President Obama’s administration is rolling out a new database of targeted killings on Thursday, as the White House looks to ramp up its counterterrorism operations amid heightened tensions with Pakistan over its drone attacks.
The database is called Drone Insight, and it’s designed to help the White Senate Office of Intelligence and Analysis analyze data on the Obama administration’s drone campaign in Pakistan, which has resulted in the deaths of more than 2,400 people, according to a senior administration official.
The goal of the database is to better understand and analyze the potential effects of drone attacks, the official said.
The White House is also looking to add a second tool to the database, one that will help Congress vet the administration’s counterterrorism operations, the senior administration source said.
Included in the database are drone strikes that have resulted in civilian casualties, U.S. citizens killed by U.N. troops and civilian bystanders.

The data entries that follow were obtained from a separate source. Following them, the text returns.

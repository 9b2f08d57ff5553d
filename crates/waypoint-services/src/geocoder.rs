use std::time::Duration;

use async_trait::async_trait;
use reqwest::Client;
use secrecy::{ExposeSecret, SecretString};
use tracing::instrument;
use waypoint_core::{Address, Geocoder, Position, ServiceError};
use waypoint_settings::GeocoderSettings;

/// LocationIQ reverse geocoder.
pub struct LocationIqGeocoder {
    client: Client,
    base_url: String,
    api_key: SecretString,
}

impl LocationIqGeocoder {
    pub fn new(base_url: impl Into<String>, api_key: SecretString, timeout: Duration) -> Self {
        let client = Client::builder()
            .timeout(timeout)
            .user_agent("Waypoint/1.0")
            .build()
            .unwrap_or_default();
        Self {
            client,
            base_url: base_url.into().trim_end_matches('/').to_string(),
            api_key,
        }
    }

    pub fn from_settings(settings: &GeocoderSettings) -> Self {
        let key = settings
            .api_key
            .clone()
            .unwrap_or_else(|| SecretString::from(""));
        Self::new(
            settings.base_url.clone(),
            key,
            Duration::from_secs(settings.timeout_secs),
        )
    }
}

#[async_trait]
impl Geocoder for LocationIqGeocoder {
    #[instrument(skip(self), fields(lat = position.latitude, lon = position.longitude))]
    async fn reverse(&self, position: Position) -> Result<Address, ServiceError> {
        let response = self
            .client
            .get(format!("{}/reverse", self.base_url))
            .query(&[
                ("key", self.api_key.expose_secret().to_string()),
                ("lat", position.latitude.to_string()),
                ("lon", position.longitude.to_string()),
                ("format", "json".to_string()),
            ])
            .send()
            .await
            .map_err(|e| ServiceError::Network(e.to_string()))?;

        let status = response.status();
        if !status.is_success() {
            let body = response.text().await.unwrap_or_default();
            return Err(ServiceError::from_status(status.as_u16(), body));
        }

        let body: serde_json::Value = response
            .json()
            .await
            .map_err(|e| ServiceError::Malformed(e.to_string()))?;
        parse_address(body)
    }
}

fn parse_address(mut body: serde_json::Value) -> Result<Address, ServiceError> {
    let address = body
        .get_mut("address")
        .map(serde_json::Value::take)
        .ok_or(ServiceError::MissingField("address"))?;
    Ok(serde_json::from_value(address)?)
}
//! HTTP client for the simulator bridge.
//!
//! The bridge exposes `GET /status` for connectivity and
//! `GET /get?fields=A,B` returning `{"A": n, "B": n}`.

use std::collections::HashMap;
use std::sync::atomic::{AtomicBool, Ordering};
use std::sync::Arc;
use std::time::Duration;

use async_trait::async_trait;
use reqwest::Client;
use tracing::{debug, warn};
use waypoint_core::{TelemetryError, TelemetryFactory, TelemetrySource};
use waypoint_settings::BridgeSettings;

pub struct SimBridgeTelemetry {
    client: Client,
    base_url: String,
    connected: AtomicBool,
}

impl SimBridgeTelemetry {
    pub fn new(base_url: impl Into<String>, timeout: Duration) -> Self {
        let client = Client::builder()
            .timeout(timeout)
            .build()
            .unwrap_or_default();
        Self {
            client,
            base_url: base_url.into().trim_end_matches('/').to_string(),
            connected: AtomicBool::new(false),
        }
    }

    pub fn is_connected(&self) -> bool {
        self.connected.load(Ordering::Relaxed)
    }

    async fn fetch(&self, fields: &[&str]) -> Result<HashMap<String, f64>, TelemetryError> {
        let response = self
            .client
            .get(format!("{}/get", self.base_url))
            .query(&[("fields", fields.join(","))])
            .send()
            .await
            .map_err(|e| TelemetryError::Unreachable(e.to_string()))?;

        if !response.status().is_success() {
            return Err(TelemetryError::Unreachable(format!(
                "bridge returned HTTP {}",
                response.status()
            )));
        }

        let body: serde_json::Value = response
            .json()
            .await
            .map_err(|e| TelemetryError::Malformed(e.to_string()))?;

        pick_fields(&body, fields)
    }
}

/// Extract the requested numeric fields from a bridge response body.
fn pick_fields(
    body: &serde_json::Value,
    fields: &[&str],
) -> Result<HashMap<String, f64>, TelemetryError> {
    fields
        .iter()
        .map(|field| {
            body.get(*field)
                .and_then(serde_json::Value::as_f64)
                .map(|v| ((*field).to_string(), v))
                .ok_or_else(|| TelemetryError::MissingField((*field).to_string()))
        })
        .collect()
}

#[async_trait]
impl TelemetrySource for SimBridgeTelemetry {
    async fn connect(&self) -> Result<(), TelemetryError> {
        let response = self
            .client
            .get(format!("{}/status", self.base_url))
            .send()
            .await
            .map_err(|e| TelemetryError::Unreachable(e.to_string()))?;

        if !response.status().is_success() {
            return Err(TelemetryError::Unreachable(format!(
                "bridge status HTTP {}",
                response.status()
            )));
        }

        self.connected.store(true, Ordering::Relaxed);
        debug!(url = %self.base_url, "connected to simulator bridge");
        Ok(())
    }

    async fn get(&self, fields: &[&str]) -> Result<HashMap<String, f64>, TelemetryError> {
        // Auto-reconnect: one connect attempt per read while disconnected.
        if !self.is_connected() {
            self.connect().await?;
        }

        let result = self.fetch(fields).await;
        if let Err(TelemetryError::Unreachable(reason)) = &result {
            warn!(url = %self.base_url, reason = %reason, "simulator bridge dropped");
            self.connected.store(false, Ordering::Relaxed);
        }
        result
    }
}

/// Creates one bridge handle per session.
pub struct SimBridgeFactory {
    settings: BridgeSettings,
}

impl SimBridgeFactory {
    pub fn new(settings: BridgeSettings) -> Self {
        Self { settings }
    }
}

impl TelemetryFactory for SimBridgeFactory {
    fn create(&self) -> Arc<dyn TelemetrySource> {
        Arc::new(SimBridgeTelemetry::new(
            self.settings.url.clone(),
            Duration::from_secs(self.settings.timeout_secs),
        ))
    }
}

/// How a session retries its initial bridge connection.
#[derive(Clone, Debug, PartialEq, Eq)]
pub struct ReconnectPolicy {
    /// `None` retries forever.
    pub max_retries: Option<u32>,
    pub retry_interval: Duration,
}

impl ReconnectPolicy {
    pub fn unlimited(retry_interval: Duration) -> Self {
        Self {
            max_retries: None,
            retry_interval,
        }
    }

    pub fn from_settings(settings: &BridgeSettings) -> Self {
        Self {
            max_retries: settings.max_retries,
            retry_interval: Duration::from_millis(settings.retry_interval_ms),
        }
    }
}

/// Connect `source`, retrying at a fixed interval per `policy`.
///
/// Returns the last error once a bounded policy runs out of retries.
pub async fn connect_with_retry(
    source: &dyn TelemetrySource,
    policy: &ReconnectPolicy,
) -> Result<(), TelemetryError> {
    let mut attempt: u32 = 0;
    loop {
        match source.connect().await {
            Ok(()) => return Ok(()),
            Err(e) => {
                if policy.max_retries.is_some_and(|max| attempt >= max) {
                    return Err(e);
                }
                attempt = attempt.saturating_add(1);
                if attempt == 1 || attempt % 100 == 0 {
                    warn!(attempt, error = %e, "simulator bridge connect failed, retrying");
                }
                tokio::time::sleep(policy.retry_interval).await;
            }
        }
    }
}

#[cfg(test)]
mod tests {
    use super::*;
    use crate::mock::MockTelemetry;
    use wiremock::matchers::{method, path, query_param};
    use wiremock::{Mock, MockServer, ResponseTemplate};

    #[tokio::test]
    async fn reads_requested_fields() {
        let server = MockServer::start().await;
        Mock::given(method("GET"))
            .and(path("/status"))
            .respond_with(ResponseTemplate::new(200))
            .mount(&server)
            .await;
        Mock::given(method("GET"))
            .and(path("/get"))
            .and(query_param("fields", "PLANE_LATITUDE,PLANE_LONGITUDE"))
            .respond_with(ResponseTemplate::new(200).set_body_json(serde_json::json!({
                "PLANE_LATITUDE": 0.698,
                "PLANE_LONGITUDE": -1.309
            })))
            .mount(&server)
            .await;

        let bridge = SimBridgeTelemetry::new(server.uri(), Duration::from_secs(5));
        let values = bridge
            .get(&["PLANE_LATITUDE", "PLANE_LONGITUDE"])
            .await
            .unwrap();
        assert!(bridge.is_connected());
        assert!((values["PLANE_LATITUDE"] - 0.698).abs() < f64::EPSILON);
        assert!((values["PLANE_LONGITUDE"] + 1.309).abs() < f64::EPSILON);
    }

    #[tokio::test]
    async fn missing_field_is_an_error() {
        let server = MockServer::start().await;
        Mock::given(method("GET"))
            .and(path("/status"))
            .respond_with(ResponseTemplate::new(200))
            .mount(&server)
            .await;
        Mock::given(method("GET"))
            .and(path("/get"))
            .respond_with(
                ResponseTemplate::new(200)
                    .set_body_json(serde_json::json!({"PLANE_LATITUDE": 0.5})),
            )
            .mount(&server)
            .await;

        let bridge = SimBridgeTelemetry::new(server.uri(), Duration::from_secs(5));
        let err = bridge
            .get(&["PLANE_LATITUDE", "PLANE_LONGITUDE"])
            .await
            .unwrap_err();
        assert!(matches!(err, TelemetryError::MissingField(f) if f == "PLANE_LONGITUDE"));
    }

    #[tokio::test]
    async fn unreachable_bridge_fails_connect() {
        let server = MockServer::start().await;
        Mock::given(method("GET"))
            .and(path("/status"))
            .respond_with(ResponseTemplate::new(503))
            .mount(&server)
            .await;

        let bridge = SimBridgeTelemetry::new(server.uri(), Duration::from_secs(5));
        assert!(bridge.connect().await.is_err());
        assert!(!bridge.is_connected());
    }

    #[test]
    fn pick_fields_rejects_non_numeric() {
        let body = serde_json::json!({"A": "north"});
        assert!(pick_fields(&body, &["A"]).is_err());
    }

    #[tokio::test(start_paused = true)]
    async fn connect_retries_until_success() {
        let telemetry = MockTelemetry::new(0.0, 0.0).failing_connects(3);
        let policy = ReconnectPolicy::unlimited(Duration::from_millis(10));

        connect_with_retry(&telemetry, &policy).await.unwrap();
        assert_eq!(telemetry.connect_calls(), 4);
    }

    #[tokio::test(start_paused = true)]
    async fn bounded_policy_gives_up() {
        let telemetry = MockTelemetry::new(0.0, 0.0).failing_connects(10);
        let policy = ReconnectPolicy {
            max_retries: Some(2),
            retry_interval: Duration::from_millis(10),
        };

        assert!(connect_with_retry(&telemetry, &policy).await.is_err());
        assert_eq!(telemetry.connect_calls(), 3);
    }

    #[test]
    fn policy_from_settings() {
        let policy = ReconnectPolicy::from_settings(&BridgeSettings::default());
        assert_eq!(policy.max_retries, None);
        assert_eq!(policy.retry_interval, Duration::from_millis(10));
    }
}
use axum::{
    extract::State,
    http::StatusCode,
    response::{IntoResponse, Response},
};

use super::TusState;
use crate::filesystem::file_store::FileStore;
use crate::{TusHeaderMap, TUS_EXTENSIONS, TUS_VERSION};

/// `OPTIONS`. Advertises the protocol version, extensions and size limit.
pub async fn info_handler<T>(State(state): State<TusState<T>>) -> Response
where
    T: FileStore + 'static,
{
    let headers = TusHeaderMap {
        version: Some(vec![TUS_VERSION.to_string()]),
        extensions: Some(TUS_EXTENSIONS.iter().map(|e| e.to_string()).collect()),
        max_size: state.engine.config().max_size,
        ..Default::default()
    }
    .into_header_map();

    (StatusCode::NO_CONTENT, headers).into_response()
}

The U.K. government and the U.A.E. have previously shared information about civilian casualties and civilian casualties of drone operations.
The drone strikes in Pakistan have been controversial, and Pakistan’s government has vowed to continue to carry out strikes even after the U .
N. says its military forces are no longer necessary.
Pakistani officials have accused the United States of targeting its military, which is responsible for enforcing the nations strict interpretation of Islamic law.
Pakistan has also accused Washington of being an ally of the Islamic State group.
U.S.-Pakistani relations have been at a low point in recent years, with the U.”s recent bombing campaign in neighboring Afghanistan and Pakistan in which U.M.F. troops were killed in the past few months.
The Pakistan military said its troops had not been attacked.
In a letter to Congress last week, Pakistan’s military chief warned that it will not allow the drone program to be used to target civilians and that it would continue to retaliate against such attacks.